Selasa, Juni 12, 2012

Samin Surantiko: Pembebas Kaum Kromo


Tanah kering di Blora yang kaya hutan jati itu ternyata memiliki sosok Mahatma Gandhi yang telah membentuk masyarakat komunalnya seperti Utopia-nya Thomas Robert More. Sejarah Indonesia telah mencatat perlawanan Samin Surantiko, walau hanya sedikit.

 

Potret Samin Sang Pencerah dan Pembebas Kaum Kromo
 
Sebenarnya orang-orang Samin setelah kematian sang pemimpinnya yang bernama Samin Surontiko, tidak suka dijuluki Samin. Kata Samin memiliki konotasi bodoh, tapi bukan kebodohan karena tidak atau kurang cerdas, tetapi bodoh yang keras kepala dalam mengukuhkan pendirian mereka. [1] Orang-orang Samin lebih suka dijuluki Wong Sikep (orang yang bertanggungjawab dalam konotasi baik dan jujur). [2]
Samin yang awalnya nama seorang pernah melawan kekuasaan dengan cara yang unik itu, kini menjadi kata juga cemoohan. Kata samin yang menjadi bahan ejekan bisa jadi bersifat politis. Hal ini diciptkan oleh penguasa yang telah menghancurkan perlawanan tanpa kekerasan ditambah sebuah ejekan. Samin yang semula adalah berusaha memanusiakan manusia, telah dijadikan ejekan yang tidak manusiawi. [3] 
Samin yang kadang diartikan bodoh ini telah menutupi keharuman nama samin dalam sejarah perlawanan sosial di Indonesia. Samin adalah sosok gerakan sosial yang nyaris dilupakan dalam sejarah. Samin bisa disejajarkan dengan Pitung Robinhood Betawi yang juga dikecilkan dan nyaris tidak disebut dalam sejarah perjuangan bangsa Indonesia.
Samin telah meninggalkan masyarakat Samin yang telah dibentuknya lebih dari seabad lalu.   Masyarakat Samin adalah masyarakat eksklusif yang hidup komunial dibeberapa kabupaten diutara perbatasan Jawa Tengah-Jawa Timur. Mereka memulai perlawannya dari sebuah protes atas program perluasan hujan jati oleh pemrintah kolonial dan pendukung pribuminya. Lama-kelamaan gerakan ini berkembang menjadi gerakan kebatinan yang menentang segala bentuk formalitas. Seperti administrasi negara dan lembaga sekolah. Hal menarik dari Samin adalah mereka menolak membayar pajak. [4]
Perlawanan Tanpa Kekerasan dan Masyarakat komunal gaya Samin
Mereka tidak mau membayar pajak kepada pemerintah manapun di zaman kemunculannya; kepada penguasa lokal pribumi; juga pada pemerintah kolonial Belanda. Ini juga salah satu ajaran politik Samin Surontiko yang membuat pemerintah kolonial berang dan menindaknya. Dalam ajaran Samin ada tradisi lisan:
"Dhék jaman Landa niku njaluk pajeg boten trima sak legané nggih boten diwéhi. Bebas boten seneng. Ndandani ratan nggih bebas. Gak gelem wis dibébaské. Kenék   jaga ya ora nyang. Jaga omahé dhéwé. Nyengkah ing negara telung taun dikenék kerja paksa." (Di zaman Belanda dulu orang-orang membayar pajak bukan berdasar sukarela, tetapi atas paksaan (ditentukan besarnya) hingga orang-orang (Samin) tidak mau membayarnya. Mereka tidak senang. Memperbaiki jalan tidak mau. Dikenai ronda mereka juga tidak senang; lebih baik menjaga rumah. Bila berselisih dengan pemerintah mereka akan dikenakan hukuman kerja paksa.) [5]
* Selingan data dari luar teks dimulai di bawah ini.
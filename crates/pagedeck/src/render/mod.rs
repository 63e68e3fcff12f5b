pub mod annotate;

use pulldown_cmark::{CodeBlockKind, Event, HeadingLevel, Options, Parser, Tag, TagEnd};

use crate::dom::{NodeId, Tree};
use crate::parser::{Presentation, Slide};

/// A rendered deck: one tree holding every slide root, in deck order.
#[derive(Debug, Clone)]
pub struct RenderedDeck {
    pub tree: Tree,
    pub slides: Vec<NodeId>,
}

pub fn render_deck(presentation: &Presentation) -> RenderedDeck {
    let mut tree = Tree::new();
    let slides = presentation
        .slides
        .iter()
        .map(|slide| render_slide(&mut tree, slide))
        .collect();
    RenderedDeck { tree, slides }
}

/// Render one slide into `tree` and return its detached `<section>` root.
pub fn render_slide(tree: &mut Tree, slide: &Slide) -> NodeId {
    let section = tree.element("section");
    tree.set_attr(section, "id", &(slide.index + 1).to_string());
    tree.set_attr(section, "data-slide", &slide.index.to_string());

    let mut builder = SlideBuilder::new(tree, section);
    let options = Options::ENABLE_TABLES | Options::ENABLE_STRIKETHROUGH;
    for event in Parser::new_ext(&slide.body, options) {
        builder.event(event);
    }
    let figures = builder.finish();

    // figures lead the slide so the text container stays a clean run of blocks
    let content: Vec<NodeId> = tree.children(section).to_vec();
    for child in &content {
        tree.detach(*child);
    }
    for figure in figures.into_iter().chain(content) {
        tree.append(section, figure);
    }

    annotate::annotate(tree, section, slide);
    section
}

struct PendingImage {
    url: String,
    alt: String,
}

struct SlideBuilder<'a> {
    tree: &'a mut Tree,
    stack: Vec<NodeId>,
    image: Option<PendingImage>,
    figures: Vec<NodeId>,
}

impl<'a> SlideBuilder<'a> {
    fn new(tree: &'a mut Tree, root: NodeId) -> Self {
        Self {
            tree,
            stack: vec![root],
            image: None,
            figures: Vec::new(),
        }
    }

    fn current(&self) -> NodeId {
        // the root is never popped
        self.stack[self.stack.len() - 1]
    }

    fn open(&mut self, tag: &str) -> NodeId {
        let el = self.tree.element(tag);
        let parent = self.current();
        self.tree.append(parent, el);
        self.stack.push(el);
        el
    }

    fn close(&mut self) {
        if self.stack.len() > 1 {
            self.stack.pop();
        }
    }

    fn leaf(&mut self, tag: &str) {
        let el = self.tree.element(tag);
        let parent = self.current();
        self.tree.append(parent, el);
    }

    fn text(&mut self, text: &str) {
        if let Some(image) = &mut self.image {
            image.alt.push_str(text);
            return;
        }
        let node = self.tree.text(text);
        let parent = self.current();
        self.tree.append(parent, node);
    }

    fn event(&mut self, event: Event<'_>) {
        match event {
            Event::Start(tag) => self.start(tag),
            Event::End(tag) => self.end(tag),
            Event::Text(text) => self.text(&text),
            Event::Code(code) => {
                self.open("code");
                self.text(&code);
                self.close();
            }
            Event::SoftBreak => self.text(" "),
            Event::HardBreak => self.leaf("br"),
            Event::Rule => self.leaf("hr"),
            Event::Html(html) | Event::InlineHtml(html) => {
                log::trace!("dropping raw html: {}", html.trim());
            }
            _ => {}
        }
    }

    fn start(&mut self, tag: Tag<'_>) {
        match tag {
            Tag::Paragraph => {
                self.open("p");
            }
            Tag::Heading { level, .. } => {
                self.open(heading_tag(level));
            }
            Tag::BlockQuote(_) => {
                self.open("blockquote");
            }
            Tag::CodeBlock(kind) => {
                self.open("pre");
                let code = self.open("code");
                if let CodeBlockKind::Fenced(lang) = kind {
                    if !lang.is_empty() {
                        self.tree
                            .set_attr(code, "class", &format!("language-{lang}"));
                    }
                }
            }
            Tag::List(Some(start)) => {
                let ol = self.open("ol");
                if start != 1 {
                    self.tree.set_attr(ol, "start", &start.to_string());
                }
            }
            Tag::List(None) => {
                self.open("ul");
            }
            Tag::Item => {
                self.open("li");
            }
            Tag::Emphasis => {
                self.open("em");
            }
            Tag::Strong => {
                self.open("strong");
            }
            Tag::Strikethrough => {
                self.open("del");
            }
            Tag::Link { dest_url, .. } => {
                let a = self.open("a");
                self.tree.set_attr(a, "href", &dest_url);
            }
            Tag::Image { dest_url, .. } => {
                self.image = Some(PendingImage {
                    url: dest_url.to_string(),
                    alt: String::new(),
                });
            }
            Tag::Table(_) => {
                self.open("table");
            }
            Tag::TableHead => {
                self.open("thead");
            }
            Tag::TableRow => {
                self.open("tr");
            }
            Tag::TableCell => {
                self.open("td");
            }
            _ => {
                // unsupported containers still need a stack frame for their end tag
                self.open("div");
            }
        }
    }

    fn end(&mut self, tag: TagEnd) {
        match tag {
            TagEnd::Image => {
                if let Some(image) = self.image.take() {
                    self.finish_image(image);
                }
            }
            TagEnd::CodeBlock => {
                self.close();
                self.close();
            }
            _ => self.close(),
        }
    }

    fn finish_image(&mut self, image: PendingImage) {
        let alt = image.alt.trim();
        if alt == "bg" || alt.starts_with("bg ") {
            let figure = self.tree.element("figure");
            self.tree.set_attr(
                figure,
                "style",
                &format!("background-image:url(\"{}\");", image.url),
            );
            self.figures.push(figure);
        } else {
            let img = self.tree.element("img");
            self.tree.set_attr(img, "src", &image.url);
            self.tree.set_attr(img, "alt", alt);
            let parent = self.current();
            self.tree.append(parent, img);
        }
    }

    /// Drop paragraphs emptied by background images and return the figures.
    fn finish(mut self) -> Vec<NodeId> {
        let root = self.stack[0];
        let empty: Vec<NodeId> = self
            .tree
            .children(root)
            .iter()
            .copied()
            .filter(|child| {
                self.tree.tag(*child) == Some("p")
                    && self.tree.text_content(*child).trim().is_empty()
                    && self.tree.children(*child).iter().all(|c| self.tree.tag(*c).is_none())
            })
            .collect();
        for node in empty {
            self.tree.detach(node);
        }
        self.figures
    }
}

fn heading_tag(level: HeadingLevel) -> &'static str {
    match level {
        HeadingLevel::H1 => "h1",
        HeadingLevel::H2 => "h2",
        HeadingLevel::H3 => "h3",
        HeadingLevel::H4 => "h4",
        HeadingLevel::H5 => "h5",
        HeadingLevel::H6 => "h6",
    }
}

#[cfg(test)]
mod tests {
    use super::*;
    use crate::dom::html::to_html;
    use crate::parser;

    fn render_one(markdown: &str) -> (Tree, NodeId) {
        let pres = parser::parse(markdown);
        let deck = render_deck(&pres);
        (deck.tree, deck.slides[0])
    }

    #[test]
    fn test_renders_blocks() {
        let (tree, root) = render_one("# Title\n\nSome *text*.\n\n1. one\n2. two");
        let tags: Vec<&str> = tree
            .children(root)
            .iter()
            .filter_map(|c| tree.tag(*c))
            .collect();
        assert_eq!(tags, vec!["h1", "p", "ol"]);
        assert!(to_html(&tree, root).contains("<em>text</em>"));
    }

    #[test]
    fn test_background_image_becomes_leading_figure() {
        let (tree, root) = render_one("# Title\n\n![bg right](https://example.com/a.jpg)\n\nBody");
        let first = tree.children(root)[0];
        assert_eq!(tree.tag(first), Some("figure"));
        assert_eq!(
            tree.attr(first, "style"),
            Some("background-image:url(\"https://example.com/a.jpg\");")
        );
        // the paragraph that only held the image is gone
        let paragraphs = tree
            .children(root)
            .iter()
            .filter(|c| tree.tag(**c) == Some("p"))
            .count();
        assert_eq!(paragraphs, 1);
    }

    #[test]
    fn test_inline_image_stays_inline() {
        let (tree, root) = render_one("![diagram](d.png)");
        let html = to_html(&tree, root);
        assert!(html.contains("<img src=\"d.png\" alt=\"diagram\">"));
    }

    #[test]
    fn test_ordered_list_start_is_kept() {
        let (tree, root) = render_one("3. three\n4. four");
        let ol = tree.children(root)[0];
        assert_eq!(tree.attr(ol, "start"), Some("3"));
    }

    #[test]
    fn test_slide_index_attributes() {
        let pres = parser::parse("# A\n\n---\n\n# B");
        let deck = render_deck(&pres);
        assert_eq!(deck.tree.attr(deck.slides[1], "data-slide"), Some("1"));
        assert_eq!(deck.tree.attr(deck.slides[1], "id"), Some("2"));
    }
}
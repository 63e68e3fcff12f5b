use clap::Parser;
use colored::Colorize;
use log::LevelFilter;

use pagedeck::cli::Cli;

fn main() {
    let cli = Cli::parse();

    let level = match (cli.quiet, cli.verbose) {
        (true, _) => LevelFilter::Error,
        (false, 0) => LevelFilter::Warn,
        (false, 1) => LevelFilter::Debug,
        (false, _) => LevelFilter::Trace,
    };
    env_logger::Builder::new()
        .filter_level(level)
        .parse_default_env()
        .format_timestamp(None)
        .init();

    if cli.no_color {
        colored::control::set_override(false);
    }

    if let Err(e) = cli.run() {
        eprintln!("{} {e:#}", "error:".red().bold());
        std::process::exit(1);
    }
}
Keengganan orang Samin untuk membayar pajak juga pernah disaksikan oleh sorang wartawan yang berkunjung ke Rembang. Seorang Samin diperiksa seorang patih karena tidak mau membayar pajak. Patih bertanya: "Kamu masih hutang 90 sen kepada negara." Orang Samin itu bilang: " Saya tak hutang kepada negara." Patih naik darah lalu bicara dengan nada memaksa: "tapi kamu harus bayar pajak." Orang Samin itu menjawab lagi: "Wong Sikep (orang Samin) tak kenal pajak." Jawaban tadi terlalu berani menurut patih. Seorang polisi yang duduk disebelah orang Samin tadi lalu disuruh menampar muka orang Samin itu. Reaksi orang Samin yang tenang-tenang saja atas pemukulan itu semakin membuat patih marah. Lebih lanjut sang patih bertanya lagi: "Apa kamu gila tau pura-pura gila?" Orang Samin menjawab: "saya tidak gila atau pura-pura gila." Patih lalu bilang lagi: "Kamu biasanya bayar pajak, kenapa sekarang tidak?" Orang Samin menjawab sambil balik bertanya: "Dulu itu dulu, sekarang itu sekarang, kenapa negara tak habis-habisnya minta uang?" Dengan lagak birokratnya patih bilang: "negara mengeluarkan uang juga untuk penduduk pribumi. Kalau negara tak mempunyai cukup uang, tak mungkin merawat jalan dengan baik." Orang Samin berargumen lagi: "Kalau menurut kami keadaan jalan-jalan itu tidak mengganggu kaki, kami akan membetulkan sendiri." Patih lalu membentak: "jadi kamu tak mau bayar pajak." Sekali lagi orang Samin menjawab dengan mantap: "Wong Sikep tak kenal pajak." Berargumen sepeti orang Samin tadi tentu saja membutuhkan keberanian luar biasa. Dizaman itu priyayi rendahan masih ditakuti; karena dianggap perpanjangan tangan dari raja Jawa, kadang tiap katanya kadang harus diikuti. [6]
 Apa yang dipegang oleh orang Samin dalam kutipan diatas adalah salah satu bentuk perlawanan tanpa kekerasan. Ciri pemberontakan Samin memang tanpa kekerasan. Cara perlawanan mereka yang individual adalah umum. Dunia luar hanya mengenal Mahatma Gandhi dari India, nama Samin tidak dikenal sama sekali. Ketika gerakan Samin sedang berkembang, Gandhi sedang di Afrika Selatan; sebagai pengacara dan masih mencari jati dirinya sebagai seorang Mahatma (jiwa yang agung). Kesamaan antara Gandhi dengan Samin adalah perlawanan mereka terhadap kolonialisme kulit putih yang merengut kemanusian kulit berwarna diluar benua kulit pucat, Eropa. Gandhi sendiri mengakui bahwa perlawanan tanpa kekerasan bukan hal baru. Sebelum dia mejalankannya, memang sudah ada   perlawanan tanpa kekerasan, namun tanpa nama. [7]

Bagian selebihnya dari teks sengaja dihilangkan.